Bei den am liebsten verwendeten Netzwerken hat es einige Veränderungen gegeben, wie der zeitgleich zur Studie veröffentlichte Jugend-Internet-Monitor 2021 zeigt. WhatsApp kommt auf nahezu 100-prozentige Verbreitung. Die Befragung hat allerdings noch vor der Affäre rund um neue Nutzungsbedingungen stattgefunden, in deren Folge viele Nutzer WhatsApp verlassen haben.
Eltern statt Workshop
Apropos verlassen: 41 Prozent der Jugendlichen haben ein verwaistes Netzwerkprofil, auf das sie häufig gar nicht mehr zugreifen können.

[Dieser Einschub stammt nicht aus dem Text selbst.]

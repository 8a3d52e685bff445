//! Debounced brand lookup
//!
//! Every input change cancels the pending lookup and schedules a new one
//! after a quiet period. Each request is tagged with a sequence number and
//! its outcome is only published while that number is still the latest, so
//! a slow response for an old query can never replace a newer one.

use std::sync::atomic::{AtomicU64, Ordering};
use std::sync::{Arc, Mutex};
use std::time::Duration;

use tokio::sync::mpsc;
use tokio::task::JoinHandle;

use super::client::BrandResolver;
use super::types::{BrandCandidate, ResolverError};

/// Single-slot gate remembering the most recently issued request
#[derive(Debug, Default)]
pub struct LatestRequest {
    latest: AtomicU64,
}

impl LatestRequest {
    pub fn new() -> Self {
        Self::default()
    }

    /// Issue a new request number, superseding every earlier one
    pub fn issue(&self) -> u64 {
        self.latest.fetch_add(1, Ordering::SeqCst) + 1
    }

    pub fn is_current(&self, seq: u64) -> bool {
        self.latest.load(Ordering::SeqCst) == seq
    }

    pub fn current(&self) -> u64 {
        self.latest.load(Ordering::SeqCst)
    }
}

/// Debounce settings
#[derive(Debug, Clone)]
pub struct DebounceConfig {
    pub delay: Duration,
    /// Trimmed queries shorter than this never reach the resolver
    pub min_query_len: usize,
}

impl Default for DebounceConfig {
    fn default() -> Self {
        Self {
            delay: Duration::from_millis(400),
            min_query_len: 2,
        }
    }
}

/// Result of one lookup, published only while it is current
#[derive(Debug)]
pub struct LookupOutcome {
    pub seq: u64,
    pub query: String,
    pub result: Result<Vec<BrandCandidate>, ResolverError>,
}

/// Debounced lookups for one input field
pub struct DebouncedLookup {
    resolver: Arc<dyn BrandResolver>,
    config: DebounceConfig,
    latest: Arc<LatestRequest>,
    pending: Mutex<Option<JoinHandle<()>>>,
    tx: mpsc::UnboundedSender<LookupOutcome>,
}

impl DebouncedLookup {
    /// Create a lookup and the receiver its outcomes are published on
    pub fn new(
        resolver: Arc<dyn BrandResolver>,
        config: DebounceConfig,
    ) -> (Self, mpsc::UnboundedReceiver<LookupOutcome>) {
        let (tx, rx) = mpsc::unbounded_channel();
        let lookup = Self {
            resolver,
            config,
            latest: Arc::new(LatestRequest::new()),
            pending: Mutex::new(None),
            tx,
        };
        (lookup, rx)
    }

    /// Handle an input change; returns the request's sequence number.
    ///
    /// Must be called from within a tokio runtime. Short queries publish an
    /// empty result immediately instead of calling the resolver.
    pub fn on_input(&self, text: &str) -> u64 {
        let seq = self.latest.issue();
        self.abort_pending();

        let query = text.trim().to_string();
        if query.chars().count() < self.config.min_query_len {
            let _ = self.tx.send(LookupOutcome {
                seq,
                query,
                result: Ok(Vec::new()),
            });
            return seq;
        }

        let resolver = Arc::clone(&self.resolver);
        let latest = Arc::clone(&self.latest);
        let tx = self.tx.clone();
        let delay = self.config.delay;

        let handle = tokio::spawn(async move {
            tokio::time::sleep(delay).await;
            if !latest.is_current(seq) {
                return;
            }

            let result = resolver.search(&query).await;
            if !latest.is_current(seq) {
                tracing::debug!(seq, query = %query, "Discarding stale brand lookup");
                return;
            }
            if let Err(e) = &result {
                tracing::warn!(seq, query = %query, error = %e, "Brand lookup failed");
            }
            let _ = tx.send(LookupOutcome { seq, query, result });
        });

        *self.pending.lock().unwrap_or_else(|e| e.into_inner()) = Some(handle);
        seq
    }

    /// Cancel any pending lookup; in-flight results will be discarded
    pub fn cancel(&self) {
        self.latest.issue();
        self.abort_pending();
    }

    /// Sequence number of the latest request
    pub fn current(&self) -> u64 {
        self.latest.current()
    }

    fn abort_pending(&self) {
        if let Some(handle) = self.pending.lock().unwrap_or_else(|e| e.into_inner()).take() {
            handle.abort();
        }
    }
}

impl Drop for DebouncedLookup {
    fn drop(&mut self) {
        self.abort_pending();
    }
}

#[cfg(test)]
mod tests {
    use super::*;
    use crate::brand::MockBrandResolver;

    fn candidate(domain: &str) -> BrandCandidate {
        BrandCandidate {
            name: Some(domain.to_string()),
            domain: domain.to_string(),
            icon: None,
            claimed: false,
            brand_id: format!("id-{}", domain),
        }
    }

    fn fast_config() -> DebounceConfig {
        DebounceConfig {
            delay: Duration::from_millis(40),
            min_query_len: 2,
        }
    }

    fn drain(rx: &mut mpsc::UnboundedReceiver<LookupOutcome>) -> Vec<LookupOutcome> {
        let mut outcomes = Vec::new();
        while let Ok(outcome) = rx.try_recv() {
            outcomes.push(outcome);
        }
        outcomes
    }

    #[test]
    fn test_latest_request_supersedes() {
        let latest = LatestRequest::new();
        let first = latest.issue();
        assert!(latest.is_current(first));
        let second = latest.issue();
        assert!(!latest.is_current(first));
        assert!(latest.is_current(second));
        assert_eq!(latest.current(), second);
    }

    #[test]
    fn test_default_config() {
        let config = DebounceConfig::default();
        assert_eq!(config.delay, Duration::from_millis(400));
        assert_eq!(config.min_query_len, 2);
    }

    #[tokio::test]
    async fn test_rapid_input_issues_single_call() {
        let mock = Arc::new(MockBrandResolver::new().with_response("sup", vec![candidate("supabase.com")]));
        let (lookup, mut rx) = DebouncedLookup::new(mock.clone(), fast_config());

        lookup.on_input("s");
        tokio::time::sleep(Duration::from_millis(5)).await;
        lookup.on_input("su");
        tokio::time::sleep(Duration::from_millis(5)).await;
        let last = lookup.on_input("sup");

        tokio::time::sleep(Duration::from_millis(200)).await;

        assert_eq!(mock.calls(), vec!["sup"]);
        let outcomes = drain(&mut rx);
        let resolved: Vec<&LookupOutcome> = outcomes.iter().filter(|o| o.query == "sup").collect();
        assert_eq!(resolved.len(), 1);
        assert_eq!(resolved[0].seq, last);
        assert_eq!(resolved[0].result.as_ref().unwrap().len(), 1);
    }

    #[tokio::test]
    async fn test_short_query_never_reaches_resolver() {
        let mock = Arc::new(MockBrandResolver::new());
        let (lookup, mut rx) = DebouncedLookup::new(mock.clone(), fast_config());

        lookup.on_input(" a ");
        tokio::time::sleep(Duration::from_millis(100)).await;

        assert_eq!(mock.call_count(), 0);
        let outcomes = drain(&mut rx);
        assert_eq!(outcomes.len(), 1);
        assert!(outcomes[0].result.as_ref().unwrap().is_empty());
    }

    #[tokio::test]
    async fn test_stale_response_is_discarded() {
        let mock = Arc::new(
            MockBrandResolver::new()
                .with_response("sup", vec![candidate("old.com")])
                .with_response("supa", vec![candidate("supabase.com")])
                .with_delay(Duration::from_millis(80)),
        );
        let (lookup, mut rx) = DebouncedLookup::new(mock.clone(), fast_config());

        lookup.on_input("sup");
        // Let the first lookup reach the resolver, then supersede it
        tokio::time::sleep(Duration::from_millis(60)).await;
        lookup.on_input("supa");
        tokio::time::sleep(Duration::from_millis(300)).await;

        assert_eq!(mock.calls(), vec!["sup", "supa"]);
        let outcomes = drain(&mut rx);
        assert_eq!(outcomes.len(), 1);
        assert_eq!(outcomes[0].query, "supa");
        assert_eq!(outcomes[0].result.as_ref().unwrap()[0].domain, "supabase.com");
    }

    #[tokio::test]
    async fn test_failure_is_published() {
        let mock = Arc::new(MockBrandResolver::new().with_failure("broken", 500, "boom"));
        let (lookup, mut rx) = DebouncedLookup::new(mock, fast_config());

        lookup.on_input("broken");
        tokio::time::sleep(Duration::from_millis(150)).await;

        let outcomes = drain(&mut rx);
        assert_eq!(outcomes.len(), 1);
        assert!(matches!(outcomes[0].result, Err(ResolverError::Api { status: 500, .. })));
    }

    #[tokio::test]
    async fn test_cancel_drops_pending_lookup() {
        let mock = Arc::new(MockBrandResolver::new());
        let (lookup, mut rx) = DebouncedLookup::new(mock.clone(), fast_config());

        lookup.on_input("react");
        lookup.cancel();
        tokio::time::sleep(Duration::from_millis(100)).await;

        assert_eq!(mock.call_count(), 0);
        assert!(drain(&mut rx).is_empty());
    }
}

Hier wären laut Saferinternet.at einfachere Löschmöglichkeiten sinnvoll. Insgesamt sieht die Initiative weiterhin großen Aufklärungsbedarf, Workshops sind aber in der Pandemie kaum möglich. Umso wichtiger sei es, dass Eltern sich für die Erlebnisse ihrer Kinder in sozialen Medien interessieren und mit ihnen darüber sprechen, ohne sie zu verurteilen.